Les esprits des guerriers tués au combat ainsi que ceux qui se sont défaits (suicidés), font bande à part.
Voici un des nombreux récits que les parents racontaient à leurs enfants.
Un frère décide de partir à la recherche de sa soeur défunte pour la ramener à la vie. En chemin il la rencontre et à chaque fois elle lui présente un plat de farine mélangée d'eau, tel un repas funéraire. Arrivé à la cabane sacrée, la Mort lui confie une courge dans laquelle se trouve la cervelle de sa soeur. Le chemin des esprits passe aussi près d'un rocher couvert des peintures que les Hurons (de leur vivant) s'appliquent sur le visage. Le passage d'un torrent sur un tronc d'arbre branlant est des plus périlleux, à peine engagé l'esprit du mort doit subir les assauts d'un chien qui tente de le précipiter dans l'eau, pour qu'il soit emporté par le courant. Il arrive enfin au village céleste où réside l'esprit de sa soeur. Elle le fuit, mais chaque nuit elle revient danser avec les autres esprits pour disparaître à l'aube. Le frère la guette et finit par s'en saisir et, après une longue lutte, il la réduit à une taille suffisante pour l'introduire dans une courge. Il entreprend le voyage du retour, et arrivé à la cabane des esprits, la Mort lui indique les conditions pour ramener sa soeur au monde des vivants : "tu déterreras le cadavre de ta soeur, puis organiseras un grand festin, où tu convieras le village. A la fin du festin, à l'aube, ta soeur rejoindra le monde des vivants, à une condition que pendant toute la cérémonie nul ne lève les yeux".

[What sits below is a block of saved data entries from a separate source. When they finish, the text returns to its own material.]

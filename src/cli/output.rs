use colored::Colorize;
use std::fmt;

use crate::core::services::BalanceStatus;
use crate::domain::Amount;

/// Message categories used by the CLI output helpers.
#[derive(Clone, Copy, Debug, PartialEq, Eq)]
pub enum MessageKind {
    Info,
    Success,
    Warning,
    Error,
    Hint,
    Section,
}

fn label(kind: MessageKind) -> &'static str {
    match kind {
        MessageKind::Info => "",
        MessageKind::Success => "[ok] ",
        MessageKind::Warning => "[!] ",
        MessageKind::Error => "[x] ",
        MessageKind::Hint => "hint: ",
        MessageKind::Section => "",
    }
}

pub(crate) fn apply_style(kind: MessageKind, message: impl fmt::Display) -> String {
    let text = message.to_string();
    let formatted = match kind {
        MessageKind::Section => format!("=== {} ===", text.trim()),
        _ => format!("{}{}", label(kind), text),
    };
    match kind {
        MessageKind::Success => formatted.bright_green().to_string(),
        MessageKind::Warning => formatted.bright_yellow().to_string(),
        MessageKind::Error => formatted.bright_red().to_string(),
        MessageKind::Hint => formatted.dimmed().to_string(),
        MessageKind::Section => formatted.bold().to_string(),
        MessageKind::Info => formatted,
    }
}

pub fn print(kind: MessageKind, message: impl fmt::Display) {
    let formatted = apply_style(kind, message);
    match kind {
        MessageKind::Section => println!("\n{}", formatted),
        MessageKind::Error => eprintln!("{}", formatted),
        _ => println!("{}", formatted),
    }
}

pub fn info(message: impl fmt::Display) {
    print(MessageKind::Info, message);
}

pub fn success(message: impl fmt::Display) {
    print(MessageKind::Success, message);
}

pub fn warning(message: impl fmt::Display) {
    print(MessageKind::Warning, message);
}

pub fn error(message: impl fmt::Display) {
    print(MessageKind::Error, message);
}

pub fn hint(message: impl fmt::Display) {
    print(MessageKind::Hint, message);
}

pub fn section(title: impl fmt::Display) {
    print(MessageKind::Section, title);
}

/// Colors a balance by direction: green when money is due back, red when it is owed.
pub fn balance(amount: Amount, status: BalanceStatus) -> String {
    let text = format!("{:>12}  {}", amount.abs().format_grouped(), status);
    match status {
        BalanceStatus::WillReceive => text.green().to_string(),
        BalanceStatus::Owes => text.red().to_string(),
        BalanceStatus::Settled => text.dimmed().to_string(),
    }
}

Bien entendu, comme dans le mythe grec d'Orphée et d'Eurydice, la curiosité l'emporte et l'esprit regagne définitivement le village des morts.

Mais le Jésuite n'est pas touché par cette légende pourtant fort bien structurée et au symbolisme fort intéressant, il s'exclame simplement : "Vray Dieu que d'ignorance et de stupidité" ! A croire qu'il n'a jamais lu les auteurs antiques (Virgile et l'Enéide par exemple) ou leurs continuateurs comme Dante !
Le passage de l'eau, le pont périlleux, le rôle du chien Cerbère gardien des Enfers, le retour vers le monde des vivants de l'être aimé n'est possible que si l'on manifeste le plus grand respect envers le mystère (défense de se retourner, interdiction de regarder), tout cela n'évoque rien en son âme sclérosée par une éducation qui le lie et l'aveugle.